Why Should The Mainstream Observe and Care How The Least Are Treated?
Politically the way the least among us are treated is crucial because, as we have seen many times throughout history, the categories included in those who cannot resist, retaliate or reciprocate can change, and sometimes rapidly. Who would have thought in the 1940's that successful, famous and wealthy movie directors and writers only a few year later would be rendered penniless untouchables just because of a rumor that they once belonged to a hated (least) political party?
But perhaps the best illustration of this principle is the famous poem written by Martin Niemoller, a Nazi concentration camp survivor. One popular version (of many) recites:
First they came for the communists, and I did not speak out - because I was not a communist;
Then they came for the socialists, and I did not speak out - because I was not a socialist;
Then they came for the trade unionists, and I did not speak out - because I was not a trade unionist;
Then they came for the Jews, and I did not speak out - because I was not a Jew;
Then they came for me - and there was no one left to speak out for me.
Viewed in Matthew's framing of the risen Jesus on judgment day, Neimoller informs us that the least among us can not only change with shifting political tides, but can grow and evolve as tyrants learn they must expand the circle of those they oppress to prolong and tighten their dominance of society and hasten their appropriation of its wealth and resources.

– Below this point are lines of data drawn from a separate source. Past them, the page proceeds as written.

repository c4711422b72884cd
//! Precedence-climbing evaluation for pcalc
//!
//! Tokenizing, parsing, and evaluation are fused into a single recursive
//! pass: no syntax tree is built, the call stack stands in for one.
//! [`eval_expr`] folds binary operators at or above a minimum precedence
//! into a running left-hand side, recursing for each right-hand side;
//! [`eval_primary`] handles integer literals, parenthesized subexpressions,
//! and unary negation.

use crate::lexer::{lex, LexError, Token};
use crate::ops::{ArithmeticError, Assoc, BinOp};
use thiserror::Error;

/// Recursion ceiling covering parenthesis nesting, unary chains, and
/// right-associative operator chains. Deeper input is rejected rather than
/// risking stack exhaustion.
const MAX_DEPTH: usize = 128;

#[derive(Error, Debug)]
pub enum EvalError {
    #[error("stream ended unexpectedly")]
    UnexpectedEnd,
    #[error("unmatched '('")]
    UnmatchedOpen,
    #[error("unmatched ')'")]
    UnmatchedClose,
    #[error("invalid operator: {0}")]
    InvalidOperator(String),
    #[error("invalid integer literal: {0}")]
    InvalidLiteral(String),
    #[error("expression nesting too deep")]
    TooDeep,
    #[error("arithmetic error: {0}")]
    Arithmetic(#[from] ArithmeticError),
    #[error("lex error: {0}")]
    Lex(#[from] LexError),
}

/// Cursor over a lexed token sequence: forward consumption plus pushback of
/// the single most recently consumed token.
pub struct TokenStream {
    tokens: Vec<Token>,
    pos: usize,
}

impl TokenStream {
    pub fn new(tokens: Vec<Token>) -> Self {
        TokenStream { tokens, pos: 0 }
    }

    /// Peek at the current token without consuming it
    pub fn peek(&self) -> Option<&Token> {
        self.tokens.get(self.pos)
    }

    /// Consume and return the current token
    pub fn advance(&mut self) -> Option<Token> {
        if self.pos < self.tokens.len() {
            let token = self.tokens[self.pos].clone();
            self.pos += 1;
            Some(token)
        } else {
            None
        }
    }

    /// Push back the most recently consumed token. At most one token can be
    /// ungotten before the next advance.
    pub fn unget(&mut self) {
        debug_assert!(self.pos > 0, "unget before any advance");
        self.pos = self.pos.saturating_sub(1);
    }

    /// Check if every token has been consumed
    pub fn is_at_end(&self) -> bool {
        self.pos >= self.tokens.len()
    }
}

/// Evaluate a whitespace-tokenized arithmetic expression.
///
/// The grammar is `term (operator term)*` where a term is a base-10 integer,
/// a parenthesized expression, or `-` followed by a term. Operators are
/// `+ - * / ^`, with `^` binding tightest and grouping right-to-left.
/// Every token, parentheses included, must be separated by whitespace.
///
/// # Example
///
/// ```rust
/// use pcalc::evaluate;
///
/// assert_eq!(evaluate("( 9 - 8 ) - 7").unwrap(), -6);
/// assert_eq!(evaluate("2 ^ 3 ^ 2").unwrap(), 512);
/// assert!(evaluate("1 +").is_err());
/// ```
pub fn evaluate(input: &str) -> Result<i64, EvalError> {
    let mut stream = TokenStream::new(lex(input)?);
    let result = eval_expr(&mut stream, 1, 0)?;

    // The only token eval_expr can leave behind at minimum precedence is a
    // close paren nobody opened
    if !stream.is_at_end() {
        return Err(EvalError::UnmatchedClose);
    }

    Ok(result)
}

/// Evaluate a primary: an integer literal, a parenthesized expression, or a
/// unary negation.
fn eval_primary(stream: &mut TokenStream, depth: usize) -> Result<i64, EvalError> {
    if depth > MAX_DEPTH {
        return Err(EvalError::TooDeep);
    }

    match stream.advance() {
        None => Err(EvalError::UnexpectedEnd),
        Some(Token::OpenParen) => {
            let value = eval_expr(stream, 1, depth + 1)?;
            match stream.advance() {
                Some(Token::CloseParen) => Ok(value),
                _ => Err(EvalError::UnmatchedOpen),
            }
        }
        Some(Token::CloseParen) => Err(EvalError::UnmatchedClose),
        // A '-' where a value is expected is unary negation, recursively
        // applicable ("- - 5")
        Some(Token::Atom(word)) if word == "-" => {
            let value = eval_primary(stream, depth + 1)?;
            Ok(value.checked_neg().ok_or(ArithmeticError::Overflow)?)
        }
        Some(Token::Atom(word)) => word
            .parse::<i64>()
            .map_err(|_| EvalError::InvalidLiteral(word)),
    }
}

/// Consume binary operators at or above `min_prec`, folding each application
/// into the left-hand side. An operator below the threshold is pushed back
/// for an enclosing call to claim.
fn eval_expr(stream: &mut TokenStream, min_prec: u8, depth: usize) -> Result<i64, EvalError> {
    if depth > MAX_DEPTH {
        return Err(EvalError::TooDeep);
    }

    let mut lhs = eval_primary(stream, depth)?;

    while let Some(token) = stream.advance() {
        let op = match token {
            // Close parens are consumed by the eval_primary frame that saw
            // the matching open paren; hand it back
            Token::CloseParen => {
                stream.unget();
                break;
            }
            Token::OpenParen => return Err(EvalError::InvalidOperator("(".to_string())),
            Token::Atom(word) => match BinOp::from_token(&word) {
                Some(op) => op,
                None => return Err(EvalError::InvalidOperator(word)),
            },
        };

        if op.precedence() < min_prec {
            stream.unget();
            break;
        }

        // A left-associative operator keeps its own precedence out of its
        // right-hand side, so equal-precedence chains fold here iteration by
        // iteration; '^' admits it, nesting the chain rightward
        let next_min = match op.associativity() {
            Assoc::Left => op.precedence() + 1,
            Assoc::Right => op.precedence(),
        };
        let rhs = eval_expr(stream, next_min, depth + 1)?;
        lhs = op.apply(lhs, rhs)?;
    }

    Ok(lhs)
}
//! pcalc - a precedence-climbing expression calculator
//!
//! Usage:
//!   pcalc              Start interactive REPL
//!   pcalc -c "expr"    Evaluate a single expression
//!   pcalc table.calc   Evaluate a script file, one expression per line

mod cli;
mod repl;

use pcalc::evaluate;
use std::fs;
use std::process::ExitCode;

fn main() -> ExitCode {
    let args: Vec<String> = std::env::args().collect();
    let cli = cli::parse_args(&args);

    if cli.help {
        cli::print_help();
        return ExitCode::SUCCESS;
    }
    if cli.version {
        cli::print_version();
        return ExitCode::SUCCESS;
    }

    if let Some(expression) = cli.command {
        return eval_once(&expression, cli.verbose);
    }
    if let Some(path) = cli.script {
        return run_script(&path, cli.verbose);
    }

    repl::run(cli.verbose)
}

/// Evaluate a single expression and report the result or the error
fn eval_once(expression: &str, verbose: bool) -> ExitCode {
    if verbose {
        println!("Expression: {}", expression);
    }
    match evaluate(expression) {
        Ok(value) => {
            if verbose {
                println!("Output: {}", value);
            } else {
                println!("{}", value);
            }
            ExitCode::SUCCESS
        }
        Err(err) => {
            eprintln!("Error: {}", err);
            ExitCode::FAILURE
        }
    }
}

/// Evaluate each line of a script file. Blank lines and lines starting with
/// '#' are skipped; the first error aborts with its line number.
fn run_script(path: &str, verbose: bool) -> ExitCode {
    let source = match fs::read_to_string(path) {
        Ok(source) => source,
        Err(err) => {
            eprintln!("Error: {}: {}", path, err);
            return ExitCode::FAILURE;
        }
    };

    for (index, line) in source.lines().enumerate() {
        let line = line.trim();
        if line.is_empty() || line.starts_with('#') {
            continue;
        }
        if verbose {
            println!("Expression: {}", line);
        }
        match evaluate(line) {
            Ok(value) => {
                if verbose {
                    println!("Output: {}", value);
                } else {
                    println!("{}", value);
                }
            }
            Err(err) => {
                eprintln!("Error: line {}: {}", index + 1, err);
                return ExitCode::FAILURE;
            }
        }
    }

    ExitCode::SUCCESS
}
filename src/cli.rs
const VERSION: &str = env!("CARGO_PKG_VERSION");

/// Parsed command-line arguments
pub(crate) struct CliArgs {
    pub(crate) command: Option<String>,
    pub(crate) script: Option<String>,
    pub(crate) verbose: bool,
    pub(crate) help: bool,
    pub(crate) version: bool,
}

/// Parse command-line arguments
pub(crate) fn parse_args(args: &[String]) -> CliArgs {
    let mut cli = CliArgs {
        command: None,
        script: None,
        verbose: false,
        help: false,
        version: false,
    };

    let mut i = 1; // Skip program name
    while i < args.len() {
        match args[i].as_str() {
            "-v" | "--verbose" => {
                cli.verbose = true;
            }
            "-c" => {
                // Everything after -c is the expression
                if i + 1 < args.len() {
                    cli.command = Some(args[i + 1..].join(" "));
                }
                break;
            }
            "--help" | "-h" => {
                cli.help = true;
            }
            "--version" | "-V" => {
                cli.version = true;
            }
            path => {
                // Assume it's a script file if not a flag
                if !path.starts_with('-') {
                    cli.script = Some(path.to_string());
                }
            }
        }
        i += 1;
    }

    cli
}

pub(crate) fn print_help() {
    println!(
        r#"pcalc-{} A precedence-climbing integer expression calculator

USAGE:
    pcalc                   Start interactive REPL
    pcalc -c <expression>   Evaluate a single expression
    pcalc <script.calc>     Evaluate a script file, one expression per line
    pcalc -v, --verbose     Echo each expression before its result
    pcalc --help            Show this help message
    pcalc --version         Show version

SYNTAX:
    Tokens are separated by whitespace; parentheses are tokens too.

    integer                 Base-10 integer literal
    + - * /                 Add, subtract, multiply, divide (left-associative)
    ^                       Power (right-associative, binds tightest)
    ( expression )          Grouping, overrides precedence
    - term                  Unary negation, freely nestable

SCRIPTS:
    Blank lines are skipped; lines starting with # are comments.

EXAMPLES:
    pcalc -c "( 9 - 8 ) - 7"          # -6
    pcalc -c "11 * 2 - 8 / 2"         # 18
    pcalc -c "2 ^ 3 ^ 2"              # 512
    pcalc -c "2 * - ( 2 + 4 )"        # -12
"#,
        VERSION
    );
}

pub(crate) fn print_version() {
    println!("pcalc {}", VERSION);
}
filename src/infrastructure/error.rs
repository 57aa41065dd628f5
//! Infrastructure-level errors (wraps application errors)

use thiserror::Error;

use crate::application::ApplicationError;

/// Infrastructure errors wrap application errors and add I/O-level concerns.
#[derive(Error, Debug)]
pub enum InfraError {
    #[error("{0}")]
    Application(#[from] ApplicationError),

    #[error("I/O error: {context}")]
    Io {
        context: String,
        #[source]
        source: std::io::Error,
    },
}

impl InfraError {
    /// Create an I/O error with context.
    pub fn io(context: impl Into<String>, source: std::io::Error) -> Self {
        Self::Io {
            context: context.into(),
            source,
        }
    }
}
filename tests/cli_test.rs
//! End-to-end tests running the treelayout binary

use std::path::{Path, PathBuf};
use std::process::{Command, Output};

use tempfile::TempDir;

fn resource(name: &str) -> PathBuf {
    PathBuf::from(env!("CARGO_MANIFEST_DIR"))
        .join("tests/resources/trees")
        .join(name)
}

/// Run isolated from the user's config files and environment.
fn run(cwd: &Path, args: &[&str]) -> Output {
    Command::new(env!("CARGO_BIN_EXE_treelayout"))
        .args(args)
        .current_dir(cwd)
        .env("XDG_CONFIG_HOME", cwd.join("xdg"))
        .env("HOME", cwd)
        .env("NO_COLOR", "1")
        .env_remove("TREELAYOUT_CONFIG")
        .env_remove("TREELAYOUT_LAYOUT__NODE_WIDTH")
        .env_remove("TREELAYOUT_LAYOUT__NODE_HEIGHT")
        .env_remove("TREELAYOUT_LAYOUT__SPACE_X")
        .env_remove("TREELAYOUT_LAYOUT__SPACE_Y")
        .env_remove("TREELAYOUT_LAYOUT__ORIENTATION")
        .output()
        .expect("run treelayout")
}

fn stdout(output: &Output) -> String {
    String::from_utf8_lossy(&output.stdout).into_owned()
}

#[test]
fn given_demo_tree_when_bound_then_prints_canvas_size() {
    let dir = TempDir::new().unwrap();
    let demo = resource("demo.json");

    let output = run(dir.path(), &["bound", demo.to_str().unwrap()]);

    assert!(output.status.success());
    assert_eq!(stdout(&output).trim(), "1280x640");
}

#[test]
fn given_flags_when_bound_then_flags_override_defaults() {
    let dir = TempDir::new().unwrap();
    let demo = resource("demo.toml");

    let output = run(
        dir.path(),
        &["bound", demo.to_str().unwrap(), "--orientation", "vertical"],
    );

    assert!(output.status.success());
    assert_eq!(stdout(&output).trim(), "820x1340");
}

#[test]
fn given_local_config_when_bound_then_picked_up_from_cwd() {
    let dir = TempDir::new().unwrap();
    std::fs::write(dir.path().join(".treelayout.toml"), "[layout]\nspace_x = 0\n").unwrap();
    let demo = resource("demo.json");

    let output = run(dir.path(), &["bound", demo.to_str().unwrap()]);

    assert!(output.status.success());
    // 9 leaves of 120 side by side, no gaps
    assert_eq!(stdout(&output).trim(), "1080x640");
}

#[test]
fn given_layout_json_with_insert_when_run_then_report_contains_new_node() {
    let dir = TempDir::new().unwrap();
    let demo = resource("demo.json");

    let output = run(
        dir.path(),
        &["layout", demo.to_str().unwrap(), "--insert", "2=Child M", "--format", "json"],
    );

    assert!(output.status.success(), "{}", String::from_utf8_lossy(&output.stderr));
    let json: serde_json::Value = serde_json::from_str(&stdout(&output)).unwrap();
    assert_eq!(json["root"]["children"][0]["children"][0]["node"]["name"], "Child M");
}

#[test]
fn given_radial_orientation_when_layout_then_usage_exit_code() {
    let dir = TempDir::new().unwrap();
    let demo = resource("demo.json");

    let output = run(
        dir.path(),
        &["layout", demo.to_str().unwrap(), "--orientation", "radial"],
    );

    assert_eq!(output.status.code(), Some(64));
}

#[test]
fn given_missing_tree_file_when_layout_then_noinput_exit_code() {
    let dir = TempDir::new().unwrap();

    let output = run(dir.path(), &["layout", "missing.json"]);

    assert_eq!(output.status.code(), Some(66));
}

#[test]
fn given_duplicate_ids_when_measure_then_dataerr_exit_code() {
    let dir = TempDir::new().unwrap();
    let file = resource("duplicate_ids.json");

    let output = run(dir.path(), &["measure", file.to_str().unwrap()]);

    assert_eq!(output.status.code(), Some(65));
}

#[test]
fn given_config_init_when_run_twice_then_creates_once() {
    let dir = TempDir::new().unwrap();

    let first = run(dir.path(), &["config", "init"]);
    let second = run(dir.path(), &["config", "init"]);

    assert!(first.status.success());
    assert!(second.status.success());
    let written = std::fs::read_to_string(dir.path().join(".treelayout.toml")).unwrap();
    assert!(written.contains("[layout]"));
    assert!(String::from_utf8_lossy(&second.stderr).contains("already exists"));
}
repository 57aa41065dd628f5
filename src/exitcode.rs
//! Standard exit codes (BSD sysexits.h compatible)

/// Successful termination
pub const OK: i32 = 0;

/// Command line usage error
pub const USAGE: i32 = 64;

/// Data format error
pub const DATAERR: i32 = 65;

/// Cannot open input
pub const NOINPUT: i32 = 66;

/// Input/output error
pub const IOERR: i32 = 74;

/// Configuration error
pub const CONFIG: i32 = 78;
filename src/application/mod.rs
//! Application layer: controller, services and use cases
//!
//! This layer orchestrates domain logic and depends on I/O boundary traits.

pub mod controller;
pub mod error;
pub mod error_ext;
pub mod services;

pub use controller::LayoutController;
pub use error::{ApplicationError, ApplicationResult};
pub use error_ext::IoResultExt;
/*
Rendering helpers for the CLI: layout trees as `termtree` trees.

Implemented as a trait so the domain types stay free of presentation code.
 */
use termtree::Tree;
use tracing::instrument;

use crate::domain::{MeasuredNode, PositionedTreeNode};

pub trait TreeNodeConvert {
    fn to_tree_string(&self) -> Tree<String>;
}

impl TreeNodeConvert for PositionedTreeNode {
    #[instrument(level = "trace", skip(self), fields(id = %self.node.id))]
    fn to_tree_string(&self) -> Tree<String> {
        let label = format!("{} [{}] {}", self.node.name, self.node.id, self.bound);

        let leaves: Vec<_> = self.children.iter().map(|c| c.to_tree_string()).collect();

        Tree::new(label).with_leaves(leaves)
    }
}

impl TreeNodeConvert for MeasuredNode {
    #[instrument(level = "trace", skip(self), fields(id = %self.node.id))]
    fn to_tree_string(&self) -> Tree<String> {
        let label = format!(
            "{} [{}] {}x{}",
            self.node.name, self.node.id, self.width, self.height
        );

        let leaves: Vec<_> = self.children.iter().map(|c| c.to_tree_string()).collect();

        Tree::new(label).with_leaves(leaves)
    }
}
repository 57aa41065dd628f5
//! CLI-level errors (wraps infrastructure errors)

use thiserror::Error;

use crate::application::ApplicationError;
use crate::domain::DomainError;
use crate::infrastructure::InfraError;

/// CLI errors are the top-level error type.
/// These are what get displayed to the user.
#[derive(Error, Debug)]
pub enum CliError {
    #[error("{0}")]
    Infra(#[from] InfraError),

    #[error("invalid arguments: {0}")]
    InvalidArgs(String),

    #[error("{0}")]
    Usage(String),
}

impl From<ApplicationError> for CliError {
    fn from(e: ApplicationError) -> Self {
        CliError::Infra(InfraError::Application(e))
    }
}

impl From<DomainError> for CliError {
    fn from(e: DomainError) -> Self {
        CliError::from(ApplicationError::Domain(e))
    }
}

/// Result type for CLI operations.
pub type CliResult<T> = Result<T, CliError>;

impl CliError {
    /// Get the appropriate exit code for this error.
    pub fn exit_code(&self) -> i32 {
        match self {
            CliError::InvalidArgs(_) | CliError::Usage(_) => crate::exitcode::USAGE,
            CliError::Infra(e) => match e {
                InfraError::Io { .. } => crate::exitcode::IOERR,
                InfraError::Application(e) => match e {
                    ApplicationError::Config { .. } => crate::exitcode::CONFIG,
                    ApplicationError::UnsupportedFormat(_) | ApplicationError::Parse { .. } => {
                        crate::exitcode::DATAERR
                    }
                    ApplicationError::OperationFailed { .. } => crate::exitcode::NOINPUT,
                    ApplicationError::Domain(d) => match d {
                        DomainError::UnsupportedOrientation(_)
                        | DomainError::UnknownOrientation(_) => crate::exitcode::USAGE,
                        DomainError::DuplicateId(_) | DomainError::ParentNotFound(_) => {
                            crate::exitcode::DATAERR
                        }
                    },
                },
            },
        }
    }
}

#[cfg(test)]
mod tests {
    use super::*;
    use crate::domain::{Identifier, Orientation};
    use std::path::PathBuf;

    #[test]
    fn given_errors_when_mapping_exit_codes_then_follows_sysexits() {
        let radial = CliError::from(DomainError::UnsupportedOrientation(Orientation::Radial));
        assert_eq!(radial.exit_code(), crate::exitcode::USAGE);

        let duplicate = CliError::from(DomainError::DuplicateId(Identifier::Int(1)));
        assert_eq!(duplicate.exit_code(), crate::exitcode::DATAERR);

        let format = CliError::from(ApplicationError::UnsupportedFormat(PathBuf::from("t.yaml")));
        assert_eq!(format.exit_code(), crate::exitcode::DATAERR);

        let config = CliError::from(ApplicationError::Config {
            message: "bad".into(),
        });
        assert_eq!(config.exit_code(), crate::exitcode::CONFIG);

        let io = CliError::from(InfraError::io(
            "write",
            std::io::Error::new(std::io::ErrorKind::PermissionDenied, "denied"),
        ));
        assert_eq!(io.exit_code(), crate::exitcode::IOERR);

        assert_eq!(
            CliError::InvalidArgs("x".into()).exit_code(),
            crate::exitcode::USAGE
        );
    }
}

He instructs us not only that we must remain ever vigilant of the rights of temporally demonized, suspected, or scapegoated-lesser- groups to ensure the protection of our own rights. Niemoller also warns us to remain ever observant of how our leaders treat the least among us, for that shows us the true face of their humanity and teaches us how they will treat all others who find themselves for whatever reason unable to resist, retaliate or reciprocate. In short, how our leaders treat the least among us shows us how we will be treated if we become one of least. Few in history have ever known this reality better than Niemoller and his contemporaries who found themselves in German concentration camps after no one was left to speak for them. After, in other words, they could no longer resist or retaliate.
So the answer to my son-in-law and all other conservatives is that we must care how our government treats Muslims today because we may ourselves be among the hated and therefore least group one day in the future. Sometime in the next fifty years, whites will nolonger be a majority. What if all minorities cooperate and decide to oppress white people? What if you were a high-flying corporate CEO and suddenly found yourself in prison for fraud? How would you like the way we treat prisoners then? More importantly and probably, with our society's abject refusal to take care of the least among us economically, what if we are hit by an uninsured driver in a crosswalk and end up with a brain injury leaving us unable to earn a living and our savings are not sufficient to sustain us? Without a doubt in American today the unemployed and mentally challenged are clearly among our least. How will we want our society to treat us when we are forced to join their number?
Not to go all metaphysical on you, but if we are all one ignored red light away from becoming the least among us, we are all, in effect, among the least right now. Nothing actualizes that was not potential and potentiality is just latent reality. So we should pay attention to how our leaders and our society treat the least among us because we are, in fact, all the least among us.